◆ **Material provided**
****

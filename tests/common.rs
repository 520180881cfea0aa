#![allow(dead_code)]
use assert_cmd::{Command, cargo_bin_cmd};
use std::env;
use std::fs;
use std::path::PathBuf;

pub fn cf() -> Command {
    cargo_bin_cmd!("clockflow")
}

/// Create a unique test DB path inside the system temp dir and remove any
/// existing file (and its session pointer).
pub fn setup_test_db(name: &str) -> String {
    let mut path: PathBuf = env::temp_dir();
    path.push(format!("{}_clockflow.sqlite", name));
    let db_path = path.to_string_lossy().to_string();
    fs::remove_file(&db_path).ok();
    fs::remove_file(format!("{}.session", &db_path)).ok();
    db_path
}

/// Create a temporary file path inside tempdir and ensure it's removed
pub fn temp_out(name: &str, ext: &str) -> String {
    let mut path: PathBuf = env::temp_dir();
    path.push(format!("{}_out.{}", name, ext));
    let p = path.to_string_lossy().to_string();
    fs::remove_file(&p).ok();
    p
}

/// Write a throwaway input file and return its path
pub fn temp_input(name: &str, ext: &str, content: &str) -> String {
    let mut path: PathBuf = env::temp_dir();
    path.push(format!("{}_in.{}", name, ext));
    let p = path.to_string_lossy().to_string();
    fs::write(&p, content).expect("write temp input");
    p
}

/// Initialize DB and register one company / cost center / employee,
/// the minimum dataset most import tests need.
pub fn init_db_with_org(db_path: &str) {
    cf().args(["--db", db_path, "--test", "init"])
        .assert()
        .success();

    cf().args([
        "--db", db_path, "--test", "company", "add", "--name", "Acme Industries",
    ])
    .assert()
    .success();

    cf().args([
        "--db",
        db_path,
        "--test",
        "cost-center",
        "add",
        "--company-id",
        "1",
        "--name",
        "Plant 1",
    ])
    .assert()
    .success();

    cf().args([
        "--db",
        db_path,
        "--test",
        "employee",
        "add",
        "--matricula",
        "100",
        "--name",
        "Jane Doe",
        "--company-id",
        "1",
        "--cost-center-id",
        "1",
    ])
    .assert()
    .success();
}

****

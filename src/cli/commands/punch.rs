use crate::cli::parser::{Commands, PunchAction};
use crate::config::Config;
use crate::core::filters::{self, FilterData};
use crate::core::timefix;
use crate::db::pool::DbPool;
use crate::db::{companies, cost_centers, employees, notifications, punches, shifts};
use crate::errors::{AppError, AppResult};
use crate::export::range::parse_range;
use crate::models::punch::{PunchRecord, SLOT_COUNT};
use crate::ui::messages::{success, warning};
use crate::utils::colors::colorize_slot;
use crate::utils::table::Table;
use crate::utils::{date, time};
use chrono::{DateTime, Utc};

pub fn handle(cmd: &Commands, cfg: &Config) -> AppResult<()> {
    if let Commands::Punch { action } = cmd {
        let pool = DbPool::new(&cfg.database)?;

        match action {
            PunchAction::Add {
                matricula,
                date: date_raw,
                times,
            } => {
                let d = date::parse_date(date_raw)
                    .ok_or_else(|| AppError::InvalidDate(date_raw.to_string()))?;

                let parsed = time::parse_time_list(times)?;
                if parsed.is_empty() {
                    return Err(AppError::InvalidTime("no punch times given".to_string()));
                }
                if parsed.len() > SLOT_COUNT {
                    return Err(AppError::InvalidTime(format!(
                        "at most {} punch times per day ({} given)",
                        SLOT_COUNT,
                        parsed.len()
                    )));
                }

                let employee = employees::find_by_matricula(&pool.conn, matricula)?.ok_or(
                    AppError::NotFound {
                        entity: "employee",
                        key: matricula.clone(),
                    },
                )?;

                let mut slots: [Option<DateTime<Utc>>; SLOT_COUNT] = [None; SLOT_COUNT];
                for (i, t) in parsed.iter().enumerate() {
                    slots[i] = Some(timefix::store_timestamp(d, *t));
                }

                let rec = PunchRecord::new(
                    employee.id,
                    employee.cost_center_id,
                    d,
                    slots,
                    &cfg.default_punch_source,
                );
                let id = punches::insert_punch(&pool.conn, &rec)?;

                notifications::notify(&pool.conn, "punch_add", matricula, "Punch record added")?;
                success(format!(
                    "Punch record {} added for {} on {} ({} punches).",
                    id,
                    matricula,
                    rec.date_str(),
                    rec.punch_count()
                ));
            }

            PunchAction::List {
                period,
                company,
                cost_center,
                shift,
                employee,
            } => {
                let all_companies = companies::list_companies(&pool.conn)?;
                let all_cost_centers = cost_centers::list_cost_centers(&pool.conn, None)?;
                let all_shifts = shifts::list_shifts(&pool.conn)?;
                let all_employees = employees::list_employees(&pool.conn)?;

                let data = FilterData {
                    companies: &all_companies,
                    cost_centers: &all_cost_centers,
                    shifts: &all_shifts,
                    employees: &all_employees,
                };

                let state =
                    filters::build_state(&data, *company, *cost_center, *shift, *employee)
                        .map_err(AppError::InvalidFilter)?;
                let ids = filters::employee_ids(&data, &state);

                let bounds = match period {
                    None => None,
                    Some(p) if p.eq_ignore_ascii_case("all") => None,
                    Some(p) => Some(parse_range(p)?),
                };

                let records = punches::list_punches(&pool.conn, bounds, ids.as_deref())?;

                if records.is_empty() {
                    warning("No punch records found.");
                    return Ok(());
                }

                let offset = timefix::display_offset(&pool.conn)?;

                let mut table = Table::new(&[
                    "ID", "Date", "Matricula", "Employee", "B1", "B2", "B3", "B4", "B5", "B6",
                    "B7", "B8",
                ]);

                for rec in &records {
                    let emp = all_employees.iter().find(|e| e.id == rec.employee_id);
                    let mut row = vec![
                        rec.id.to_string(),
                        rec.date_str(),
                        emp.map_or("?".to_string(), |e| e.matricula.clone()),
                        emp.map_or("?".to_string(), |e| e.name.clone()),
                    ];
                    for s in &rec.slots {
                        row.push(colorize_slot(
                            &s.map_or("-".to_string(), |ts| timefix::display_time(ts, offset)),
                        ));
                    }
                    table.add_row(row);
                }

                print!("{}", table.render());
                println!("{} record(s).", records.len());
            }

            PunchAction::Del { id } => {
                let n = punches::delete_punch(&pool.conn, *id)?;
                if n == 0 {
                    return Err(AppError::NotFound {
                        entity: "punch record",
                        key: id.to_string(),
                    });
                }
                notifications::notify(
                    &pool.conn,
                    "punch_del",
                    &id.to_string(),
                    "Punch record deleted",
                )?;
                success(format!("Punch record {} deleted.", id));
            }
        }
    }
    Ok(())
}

****

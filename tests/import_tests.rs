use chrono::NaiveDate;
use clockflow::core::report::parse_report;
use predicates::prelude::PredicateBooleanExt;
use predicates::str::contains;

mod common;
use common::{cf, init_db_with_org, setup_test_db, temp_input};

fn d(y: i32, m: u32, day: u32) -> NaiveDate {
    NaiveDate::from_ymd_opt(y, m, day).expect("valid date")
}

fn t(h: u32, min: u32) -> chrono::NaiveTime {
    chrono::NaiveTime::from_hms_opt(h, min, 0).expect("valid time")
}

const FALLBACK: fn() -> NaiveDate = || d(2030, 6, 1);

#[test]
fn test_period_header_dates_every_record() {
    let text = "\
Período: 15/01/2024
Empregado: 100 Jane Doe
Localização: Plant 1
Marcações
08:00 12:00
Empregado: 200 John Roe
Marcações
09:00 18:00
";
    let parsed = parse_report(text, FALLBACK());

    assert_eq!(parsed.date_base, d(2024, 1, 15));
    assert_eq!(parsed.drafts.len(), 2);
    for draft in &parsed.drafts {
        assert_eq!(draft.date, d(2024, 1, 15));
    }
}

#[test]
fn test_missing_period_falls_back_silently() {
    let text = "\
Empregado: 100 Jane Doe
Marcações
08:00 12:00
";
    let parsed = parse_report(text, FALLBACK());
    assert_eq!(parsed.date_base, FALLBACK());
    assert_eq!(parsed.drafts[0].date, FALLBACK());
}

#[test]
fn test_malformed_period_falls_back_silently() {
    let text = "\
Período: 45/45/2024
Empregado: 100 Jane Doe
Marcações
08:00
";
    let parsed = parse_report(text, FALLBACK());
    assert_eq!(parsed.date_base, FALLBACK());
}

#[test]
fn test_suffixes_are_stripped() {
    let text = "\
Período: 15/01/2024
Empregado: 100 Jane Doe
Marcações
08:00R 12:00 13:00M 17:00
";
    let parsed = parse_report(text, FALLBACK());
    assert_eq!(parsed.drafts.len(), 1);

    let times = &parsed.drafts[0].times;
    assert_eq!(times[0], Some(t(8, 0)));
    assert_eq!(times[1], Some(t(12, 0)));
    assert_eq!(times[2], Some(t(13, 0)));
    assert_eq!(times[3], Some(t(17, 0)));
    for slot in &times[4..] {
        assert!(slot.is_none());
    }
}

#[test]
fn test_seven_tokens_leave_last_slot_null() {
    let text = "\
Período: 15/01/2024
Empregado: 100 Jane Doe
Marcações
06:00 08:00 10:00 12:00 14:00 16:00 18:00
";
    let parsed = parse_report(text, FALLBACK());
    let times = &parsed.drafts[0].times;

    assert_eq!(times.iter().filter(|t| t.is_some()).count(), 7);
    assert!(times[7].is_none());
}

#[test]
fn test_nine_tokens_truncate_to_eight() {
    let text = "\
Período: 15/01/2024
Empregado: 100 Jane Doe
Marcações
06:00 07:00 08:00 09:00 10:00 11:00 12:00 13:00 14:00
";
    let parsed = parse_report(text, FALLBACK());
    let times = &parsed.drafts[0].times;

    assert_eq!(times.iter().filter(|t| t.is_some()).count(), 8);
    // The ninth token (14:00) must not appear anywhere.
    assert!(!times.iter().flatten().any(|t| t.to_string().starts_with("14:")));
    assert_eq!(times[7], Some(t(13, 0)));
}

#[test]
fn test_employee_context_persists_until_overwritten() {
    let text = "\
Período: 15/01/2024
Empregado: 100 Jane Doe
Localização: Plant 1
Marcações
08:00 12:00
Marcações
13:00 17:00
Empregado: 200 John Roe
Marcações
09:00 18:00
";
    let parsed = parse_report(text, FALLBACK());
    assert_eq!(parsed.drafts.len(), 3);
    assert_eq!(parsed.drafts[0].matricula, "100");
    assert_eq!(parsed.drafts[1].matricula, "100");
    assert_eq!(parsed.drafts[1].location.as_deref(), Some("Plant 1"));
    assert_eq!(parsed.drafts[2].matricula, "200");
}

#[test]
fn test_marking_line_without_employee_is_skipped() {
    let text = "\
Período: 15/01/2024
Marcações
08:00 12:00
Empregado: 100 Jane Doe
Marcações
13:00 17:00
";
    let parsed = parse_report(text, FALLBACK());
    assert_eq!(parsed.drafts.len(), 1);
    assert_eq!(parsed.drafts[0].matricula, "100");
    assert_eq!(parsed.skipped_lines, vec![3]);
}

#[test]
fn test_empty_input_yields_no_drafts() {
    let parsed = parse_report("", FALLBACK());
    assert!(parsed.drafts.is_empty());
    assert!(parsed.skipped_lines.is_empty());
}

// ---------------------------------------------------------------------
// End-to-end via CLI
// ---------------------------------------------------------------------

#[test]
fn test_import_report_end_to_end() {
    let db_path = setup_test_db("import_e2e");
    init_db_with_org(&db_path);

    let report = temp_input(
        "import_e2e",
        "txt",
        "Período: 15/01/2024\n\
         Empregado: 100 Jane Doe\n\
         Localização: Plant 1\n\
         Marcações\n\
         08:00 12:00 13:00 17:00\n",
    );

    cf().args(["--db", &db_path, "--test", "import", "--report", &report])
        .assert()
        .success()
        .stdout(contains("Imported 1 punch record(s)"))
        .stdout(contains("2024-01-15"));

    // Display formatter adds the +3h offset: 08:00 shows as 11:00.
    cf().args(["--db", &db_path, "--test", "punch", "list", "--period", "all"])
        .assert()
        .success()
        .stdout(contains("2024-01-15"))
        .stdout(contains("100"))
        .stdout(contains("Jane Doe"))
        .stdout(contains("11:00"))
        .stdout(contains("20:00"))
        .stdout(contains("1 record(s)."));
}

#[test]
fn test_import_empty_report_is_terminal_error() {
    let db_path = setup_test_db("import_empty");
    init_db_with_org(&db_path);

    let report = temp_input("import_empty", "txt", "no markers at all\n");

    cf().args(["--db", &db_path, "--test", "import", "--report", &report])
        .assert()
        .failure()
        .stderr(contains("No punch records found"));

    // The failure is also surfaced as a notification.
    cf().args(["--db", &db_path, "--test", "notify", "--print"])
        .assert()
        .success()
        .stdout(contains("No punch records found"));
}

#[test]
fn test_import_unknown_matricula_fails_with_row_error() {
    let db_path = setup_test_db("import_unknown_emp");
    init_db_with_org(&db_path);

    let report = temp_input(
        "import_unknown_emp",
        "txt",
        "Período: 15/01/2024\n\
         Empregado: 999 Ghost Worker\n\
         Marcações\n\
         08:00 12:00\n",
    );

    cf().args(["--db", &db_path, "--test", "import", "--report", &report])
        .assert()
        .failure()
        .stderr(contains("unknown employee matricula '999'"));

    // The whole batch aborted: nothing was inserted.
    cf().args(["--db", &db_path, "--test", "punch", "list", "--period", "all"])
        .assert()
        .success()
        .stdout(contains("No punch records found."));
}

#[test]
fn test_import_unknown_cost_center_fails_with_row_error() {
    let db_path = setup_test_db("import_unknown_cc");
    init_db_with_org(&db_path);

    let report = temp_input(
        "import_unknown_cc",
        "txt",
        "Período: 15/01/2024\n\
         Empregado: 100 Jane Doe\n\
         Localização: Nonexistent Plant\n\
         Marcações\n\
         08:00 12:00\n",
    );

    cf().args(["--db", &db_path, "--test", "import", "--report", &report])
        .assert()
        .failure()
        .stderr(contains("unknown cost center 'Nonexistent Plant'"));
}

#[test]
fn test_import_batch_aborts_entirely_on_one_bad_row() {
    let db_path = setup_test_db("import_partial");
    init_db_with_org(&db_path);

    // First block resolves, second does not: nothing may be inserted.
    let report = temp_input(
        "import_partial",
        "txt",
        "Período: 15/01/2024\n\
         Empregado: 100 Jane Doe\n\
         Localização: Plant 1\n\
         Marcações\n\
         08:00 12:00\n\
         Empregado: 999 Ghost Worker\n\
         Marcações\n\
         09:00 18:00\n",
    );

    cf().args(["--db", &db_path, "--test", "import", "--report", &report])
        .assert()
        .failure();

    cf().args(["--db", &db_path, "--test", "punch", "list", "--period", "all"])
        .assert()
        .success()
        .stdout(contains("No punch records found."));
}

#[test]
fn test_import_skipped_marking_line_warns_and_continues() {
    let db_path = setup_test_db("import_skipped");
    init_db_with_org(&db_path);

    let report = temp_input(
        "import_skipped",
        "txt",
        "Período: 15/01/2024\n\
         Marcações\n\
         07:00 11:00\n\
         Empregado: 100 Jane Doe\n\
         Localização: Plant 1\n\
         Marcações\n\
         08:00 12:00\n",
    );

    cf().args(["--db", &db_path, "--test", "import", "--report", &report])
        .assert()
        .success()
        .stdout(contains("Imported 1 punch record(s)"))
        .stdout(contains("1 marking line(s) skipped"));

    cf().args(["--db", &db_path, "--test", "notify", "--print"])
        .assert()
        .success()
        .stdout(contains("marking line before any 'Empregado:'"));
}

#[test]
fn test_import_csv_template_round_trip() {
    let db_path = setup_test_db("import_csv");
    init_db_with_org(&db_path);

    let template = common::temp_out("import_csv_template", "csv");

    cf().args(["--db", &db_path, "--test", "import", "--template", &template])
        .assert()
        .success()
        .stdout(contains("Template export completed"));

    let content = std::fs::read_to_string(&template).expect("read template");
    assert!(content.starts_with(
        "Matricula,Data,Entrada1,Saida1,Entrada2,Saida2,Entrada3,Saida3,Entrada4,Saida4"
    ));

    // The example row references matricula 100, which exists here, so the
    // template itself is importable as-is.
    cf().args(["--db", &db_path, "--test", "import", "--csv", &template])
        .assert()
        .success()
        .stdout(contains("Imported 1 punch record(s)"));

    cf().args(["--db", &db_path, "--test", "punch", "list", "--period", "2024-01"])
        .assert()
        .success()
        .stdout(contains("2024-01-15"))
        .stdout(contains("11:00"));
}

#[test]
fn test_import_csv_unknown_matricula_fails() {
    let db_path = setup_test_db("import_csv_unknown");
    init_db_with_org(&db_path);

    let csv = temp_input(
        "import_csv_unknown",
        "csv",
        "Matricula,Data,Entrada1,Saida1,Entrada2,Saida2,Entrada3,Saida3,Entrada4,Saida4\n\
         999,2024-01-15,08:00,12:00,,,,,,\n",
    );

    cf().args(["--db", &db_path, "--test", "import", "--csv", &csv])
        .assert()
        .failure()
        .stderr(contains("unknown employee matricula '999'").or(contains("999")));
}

****

◆ **Exercise description**
Of the entries above, repeat exactly the lines between the line with "filename tests/common.rs" and the line with "and remove any", inclusive, and no others.

◆ **Expected answer**
filename tests/common.rs
repository 520180881cfea0aa
#![allow(dead_code)]
use assert_cmd::{Command, cargo_bin_cmd};
use std::env;
use std::fs;
use std::path::PathBuf;

pub fn cf() -> Command {
    cargo_bin_cmd!("clockflow")
}

/// Create a unique test DB path inside the system temp dir and remove any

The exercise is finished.